Using the Internet egress line to establish a VPN channel to achieve the interconnection between the total and branch offices is currently a popular solution for many companies. In the past, to establish such a VPN, at least one end must use a static IP address. Currently, many companies use the ADSL method to access the Internet. If China Telecom is required to provide static addresses, the cost will be greatly increased (for example, the ADSL with a fixed IP address of kb in Shenzhen ).

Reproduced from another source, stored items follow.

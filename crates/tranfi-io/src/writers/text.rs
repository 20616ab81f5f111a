use tranfi_core::row::Row;

use crate::codec::Encoder;
use crate::error::Result;
use crate::readers::LINE_COLUMN;

/// Writes `_line` when the row has it, otherwise the cells joined by TAB.
#[derive(Debug, Default)]
pub struct TextEncoder;

impl TextEncoder {
    pub fn new() -> Self {
        Self
    }
}

impl Encoder for TextEncoder {
    fn name(&self) -> &'static str {
        "codec.text.encode"
    }

    fn write_rows(&mut self, rows: &[Row], out: &mut Vec<u8>) -> Result<()> {
        for row in rows {
            match row.get(LINE_COLUMN) {
                Some(line) => out.extend_from_slice(line.to_text().as_bytes()),
                None => {
                    for (i, v) in row.values().enumerate() {
                        if i > 0 {
                            out.push(b'\t');
                        }
                        out.extend_from_slice(v.to_text().as_bytes());
                    }
                }
            }
            out.push(b'\n');
        }
        Ok(())
    }

    fn finish(&mut self, _out: &mut Vec<u8>) -> Result<()> {
        Ok(())
    }
}
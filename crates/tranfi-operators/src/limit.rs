use std::collections::VecDeque;

use tranfi_core::error::RowError;
use tranfi_core::row::Row;

use crate::error::Result;
use crate::operator::Transform;

/// First `n` rows. Once it has them it reports done so the pipeline can stop
/// decoding.
pub struct Head {
    remaining: usize,
}

impl Head {
    pub fn new(n: usize) -> Self {
        Self { remaining: n }
    }

    pub fn is_done(&self) -> bool {
        self.remaining == 0
    }
}

impl Transform for Head {
    fn process(&mut self, rows: Vec<Row>, out: &mut Vec<Row>, _errors: &mut Vec<RowError>) -> Result<()> {
        let take = rows.len().min(self.remaining);
        self.remaining -= take;
        out.extend(rows.into_iter().take(take));
        Ok(())
    }
}

pub struct Skip {
    remaining: usize,
}

impl Skip {
    pub fn new(n: usize) -> Self {
        Self { remaining: n }
    }
}

impl Transform for Skip {
    fn process(&mut self, rows: Vec<Row>, out: &mut Vec<Row>, _errors: &mut Vec<RowError>) -> Result<()> {
        let drop = rows.len().min(self.remaining);
        self.remaining -= drop;
        out.extend(rows.into_iter().skip(drop));
        Ok(())
    }
}

/// Last `n` rows, held in a ring.
pub struct Tail {
    n: usize,
    ring: VecDeque<Row>,
}

impl Tail {
    pub fn new(n: usize) -> Self {
        Self {
            n,
            ring: VecDeque::with_capacity(n.min(4096)),
        }
    }
}

impl Transform for Tail {
    fn process(&mut self, rows: Vec<Row>, _out: &mut Vec<Row>, _errors: &mut Vec<RowError>) -> Result<()> {
        if self.n == 0 {
            return Ok(());
        }
        for row in rows {
            if self.ring.len() == self.n {
                self.ring.pop_front();
            }
            self.ring.push_back(row);
        }
        Ok(())
    }

    fn flush(&mut self, out: &mut Vec<Row>, _errors: &mut Vec<RowError>) -> Result<()> {
        out.extend(self.ring.drain(..));
        Ok(())
    }
}

#[cfg(test)]
mod tests {
    use super::*;
    use crate::test_util::{column, ints, mk_row, run};
    use tranfi_core::value::Value;

    #[test]
    fn head_stops_and_reports_done() {
        let mut h = Head::new(2);
        let mut out = Vec::new();
        let mut errs = Vec::new();
        h.process(ints("x", &[1, 2, 3]), &mut out, &mut errs).expect("process");
        assert!(h.is_done());
        h.process(ints("x", &[4]), &mut out, &mut errs).expect("process");
        assert_eq!(column(&out, "x"), vec![Value::Int(1), Value::Int(2)]);
        assert!(Head::new(0).is_done());
    }

    #[test]
    fn skip_across_batches() {
        let (out, _) = run(&mut Skip::new(2), ints("x", &[1, 2, 3, 4]));
        assert_eq!(column(&out, "x"), vec![Value::Int(3), Value::Int(4)]);
    }

    #[test]
    fn tail_keeps_last_rows() {
        let rows = ["Alice", "Bob", "Charlie"]
            .iter()
            .map(|n| mk_row(&[("name", Value::from(*n))]))
            .collect();
        let (out, _) = run(&mut Tail::new(2), rows);
        assert_eq!(
            column(&out, "name"),
            vec![Value::from("Bob"), Value::from("Charlie")]
        );
    }
}
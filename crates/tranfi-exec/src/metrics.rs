//! Tracing hooks. With the `tracing` feature off every call compiles to
//! nothing; subscribers are installed by the binary.

#[cfg(feature = "tracing")]
pub fn emit_span(event: &str, key_values: &[(&str, String)]) {
    let span = tracing::span!(tracing::Level::TRACE, "tranfi", event);
    let _enter = span.enter();
    for (k, v) in key_values {
        tracing::trace!(%event, %k, %v, "metric");
    }
}

#[cfg(not(feature = "tracing"))]
pub fn emit_span(_event: &str, _key_values: &[(&str, String)]) {}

Establish a VPN channel using the Internet egress line ImplementationThe interconnection between general and branch offices is currently a popular solution for many companies. In the past, to establish such a VPN, at least one end must use a static IP address. Address. Currently, many companies use ADSL to access the Internet. Address, The fee will be greatly increased (for example, the monthly rent of ADSL for a fixed IP address in Shenzhen is RMB5000 ). Now, the command for creating a VPN peer based on the DNS name is added to Cisco IOS 12.3 (4) T, with the help of xiwang (3322.org), 88ip, etc. DynamicThe domain name interpretation system can be used at both ends of the VPN. Dynamic AddressTo save a lot of money.

Key commands:

Set peer {host-name [dynamic] | ip-address}

Note:

Host-name specifies the name of the IPSec peer DNS host, for example, myhost.example.com.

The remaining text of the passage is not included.